[Opening Records provided section]
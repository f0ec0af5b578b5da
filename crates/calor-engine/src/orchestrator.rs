//! The host side of a run: discovery, compilation, buffers, stepping and
//! read-back over any [`BackendProvider`].

use std::time::Instant;

use calor_backend::cpu::CpuProvider;
use calor_backend::{
    AccessMode, BackendError, BackendExt, BackendProvider, ComputeBackend, DeviceInfo,
    PlatformInfo,
};
use calor_core::{descriptor, HeatWorldInput, HeatWorldOutput};

use crate::config::HostConfig;
use crate::error::RunError;
use crate::kernel;
use crate::metrics::RunMetrics;
use crate::report;
use crate::scheduler::{StepLaunch, StepScheduler};

/// Runs heat simulations with one fixed [`HostConfig`].
#[derive(Clone, Debug, Default)]
pub struct HeatWorld {
    config: HostConfig,
}

impl HeatWorld {
    /// Create an orchestrator. The config is validated on every run.
    pub fn new(config: HostConfig) -> Self {
        Self { config }
    }

    /// The configuration runs use.
    pub fn config(&self) -> &HostConfig {
        &self.config
    }

    /// A CPU provider sized by the configured worker count.
    pub fn cpu_provider(&self) -> CpuProvider {
        kernel::cpu_provider(Some(self.config.resolved_workers()))
    }

    /// Run the simulation and return the final temperatures.
    ///
    /// The run is atomic: on any error no output is produced.
    pub fn execute<P: BackendProvider>(
        &self,
        provider: &P,
        input: &HeatWorldInput,
    ) -> Result<HeatWorldOutput, RunError> {
        self.execute_with_metrics(provider, input)
            .map(|(output, _)| output)
    }

    /// Like [`execute`](Self::execute), also returning per-phase metrics.
    pub fn execute_with_metrics<P: BackendProvider>(
        &self,
        provider: &P,
        input: &HeatWorldInput,
    ) -> Result<(HeatWorldOutput, RunMetrics), RunError> {
        let started = Instant::now();
        let mut metrics = RunMetrics::default();

        // ── Input ──
        self.config.validate()?;
        input.validate()?;
        let n = input.n;
        let steps = self.config.steps_for(n);
        let coefficients = input.coefficients();
        if input.alpha <= 0.0 || input.alpha > 4.0 {
            tracing::warn!(
                alpha = input.alpha,
                "alpha outside (0, 4]; the explicit scheme is unstable or inert"
            );
        }
        if n == 0 {
            tracing::debug!("empty grid, nothing to run");
            return Ok((HeatWorldOutput { state: Vec::new() }, metrics));
        }

        // ── Discovery ──
        let phase = Instant::now();
        let (platform, device) =
            select_device(provider, self.config.platform, self.config.device)
                .map_err(RunError::Discovery)?;
        tracing::info!(platform = %platform.name, device = %device.name, "selected device");
        let mut backend = provider
            .open(self.config.platform, self.config.device)
            .map_err(RunError::Discovery)?;
        metrics.discovery_us = phase.elapsed().as_micros() as u64;

        // ── Compilation ──
        let phase = Instant::now();
        let source = kernel::load_source(self.config.kernel_dir.as_deref())?;
        let program = match backend.compile(&source) {
            Ok(program) => program,
            Err(e) => {
                for log in e.compile_logs() {
                    tracing::error!(device = %log.device, "kernel build failed:\n{}", log.text());
                }
                return Err(RunError::Compile(e));
            }
        };
        metrics.compile_us = phase.elapsed().as_micros() as u64;

        // ── Setup ──
        let phase = Instant::now();
        report::dump_properties(&input.properties, n);
        let table = descriptor::encode(&input.properties, n, self.config.edge)?;
        let words = descriptor::to_words(&table);
        let bytes = input.cell_count() * 4;
        let exec = RunError::Execution;
        let descriptors = backend
            .allocate(bytes, AccessMode::ReadOnly)
            .map_err(exec)?;
        let state_a = backend
            .allocate(bytes, AccessMode::ReadWrite)
            .map_err(exec)?;
        let state_b = backend
            .allocate(bytes, AccessMode::ReadWrite)
            .map_err(exec)?;
        backend.write_slice(descriptors, &words).map_err(exec)?;
        backend.write_slice(state_a, &input.state).map_err(exec)?;
        metrics.setup_us = phase.elapsed().as_micros() as u64;

        // ── Steps ──
        let phase = Instant::now();
        let launch = StepLaunch {
            program,
            n,
            coefficients,
            edge: self.config.edge,
            descriptors,
        };
        let mut scheduler = StepScheduler::new(state_a, state_b);
        scheduler.run(&mut backend, &launch, steps).map_err(exec)?;
        metrics.steps_us = phase.elapsed().as_micros() as u64;
        metrics.steps = scheduler.steps_run();

        // ── Read-back ──
        let phase = Instant::now();
        let state: Vec<f32> = backend
            .read_vec(scheduler.current(), input.cell_count())
            .map_err(exec)?;
        metrics.readback_us = phase.elapsed().as_micros() as u64;
        report::dump_state("final state", &state, n);

        let stats = backend.stats();
        metrics.bands = stats.bands;
        metrics.bytes_written = stats.bytes_written;
        metrics.bytes_read = stats.bytes_read;
        metrics.total_us = started.elapsed().as_micros() as u64;
        tracing::debug!(
            steps = metrics.steps,
            total_us = metrics.total_us,
            "run complete"
        );
        Ok((HeatWorldOutput { state }, metrics))
    }
}

/// Discover platforms and devices, log them, and pick the requested pair.
pub fn select_device<P: BackendProvider + ?Sized>(
    provider: &P,
    platform: usize,
    device: usize,
) -> Result<(PlatformInfo, DeviceInfo), BackendError> {
    let platforms = provider.platforms();
    if platforms.is_empty() {
        return Err(BackendError::NoPlatforms);
    }
    for (i, p) in platforms.iter().enumerate() {
        tracing::info!(index = i, name = %p.name, vendor = %p.vendor, version = %p.version, "platform");
    }
    let count = platforms.len();
    let chosen = platforms
        .into_iter()
        .nth(platform)
        .ok_or(BackendError::PlatformOutOfRange {
            index: platform,
            count,
        })?;

    let devices = provider.devices(platform)?;
    if devices.is_empty() {
        return Err(BackendError::NoDevices {
            platform: chosen.name,
        });
    }
    for (i, d) in devices.iter().enumerate() {
        tracing::info!(index = i, name = %d.name, compute_units = d.compute_units, "device");
    }
    let count = devices.len();
    let picked = devices
        .into_iter()
        .nth(device)
        .ok_or(BackendError::DeviceOutOfRange {
            index: device,
            count,
        })?;
    Ok((chosen, picked))
}

#[cfg(test)]
mod tests {
    use super::*;
    use calor_core::{reference, CellFlags, EdgePolicy};

    fn hot_centre() -> HeatWorldInput {
        let mut properties = vec![CellFlags::FREE; 9];
        properties[4] = CellFlags::FIXED;
        let mut state = vec![0.0; 9];
        state[4] = 100.0;
        HeatWorldInput {
            n: 3,
            alpha: 1.0,
            properties,
            state,
        }
    }

    #[test]
    fn one_step_scenario() {
        let world = HeatWorld::new(HostConfig {
            steps: Some(1),
            workers: Some(2),
            ..Default::default()
        });
        let out = world.execute(&world.cpu_provider(), &hot_centre()).unwrap();
        assert_eq!(
            out.state,
            vec![0.0, 25.0, 0.0, 25.0, 100.0, 25.0, 0.0, 25.0, 0.0]
        );
    }

    #[test]
    fn default_steps_match_reference() {
        let world = HeatWorld::default();
        let input = hot_centre();
        let out = world.execute(&world.cpu_provider(), &input).unwrap();
        let expected = reference::simulate(&input, 3, EdgePolicy::Clamp).unwrap();
        assert_eq!(out, expected);
    }

    #[test]
    fn metrics_count_steps_and_bytes() {
        let world = HeatWorld::new(HostConfig {
            steps: Some(5),
            ..Default::default()
        });
        let (_, m) = world
            .execute_with_metrics(&world.cpu_provider(), &hot_centre())
            .unwrap();
        assert_eq!(m.steps, 5);
        // descriptors + initial state
        assert_eq!(m.bytes_written, 2 * 9 * 4);
        assert_eq!(m.bytes_read, 9 * 4);
        assert!(m.bands >= 5);
    }

    #[test]
    fn empty_grid_skips_the_backend() {
        let world = HeatWorld::new(HostConfig {
            platform: 99,
            ..Default::default()
        });
        let input = HeatWorldInput {
            n: 0,
            alpha: 0.5,
            properties: Vec::new(),
            state: Vec::new(),
        };
        let (out, m) = world
            .execute_with_metrics(&world.cpu_provider(), &input)
            .unwrap();
        assert!(out.state.is_empty());
        assert_eq!(m, RunMetrics::default());
    }

    #[test]
    fn out_of_range_selection_is_discovery_error() {
        let p = kernel::cpu_provider(Some(1));
        assert_eq!(
            select_device(&p, 1, 0),
            Err(BackendError::PlatformOutOfRange { index: 1, count: 1 })
        );
        assert_eq!(
            select_device(&p, 0, 2),
            Err(BackendError::DeviceOutOfRange { index: 2, count: 2 })
        );
        let (platform, device) = select_device(&p, 0, 1).unwrap();
        assert_eq!(platform.name, "host");
        assert_eq!(device.name, "cpu-serial");
    }
}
[Closing Records provided section]
What is expected: A verbatim transcription is required: the first line of the listing, the line containing "-> Result<HeatWorldOutput, RunError>", and every line between them.

Finished task:
repository f0ec0af5b578b5da
filename crates/calor-engine/src/orchestrator.rs
//! The host side of a run: discovery, compilation, buffers, stepping and
//! read-back over any [`BackendProvider`].

use std::time::Instant;

use calor_backend::cpu::CpuProvider;
use calor_backend::{
    AccessMode, BackendError, BackendExt, BackendProvider, ComputeBackend, DeviceInfo,
    PlatformInfo,
};
use calor_core::{descriptor, HeatWorldInput, HeatWorldOutput};

use crate::config::HostConfig;
use crate::error::RunError;
use crate::kernel;
use crate::metrics::RunMetrics;
use crate::report;
use crate::scheduler::{StepLaunch, StepScheduler};

/// Runs heat simulations with one fixed [`HostConfig`].
#[derive(Clone, Debug, Default)]
pub struct HeatWorld {
    config: HostConfig,
}

impl HeatWorld {
    /// Create an orchestrator. The config is validated on every run.
    pub fn new(config: HostConfig) -> Self {
        Self { config }
    }

    /// The configuration runs use.
    pub fn config(&self) -> &HostConfig {
        &self.config
    }

    /// A CPU provider sized by the configured worker count.
    pub fn cpu_provider(&self) -> CpuProvider {
        kernel::cpu_provider(Some(self.config.resolved_workers()))
    }

    /// Run the simulation and return the final temperatures.
    ///
    /// The run is atomic: on any error no output is produced.
    pub fn execute<P: BackendProvider>(
        &self,
        provider: &P,
        input: &HeatWorldInput,
    ) -> Result<HeatWorldOutput, RunError> {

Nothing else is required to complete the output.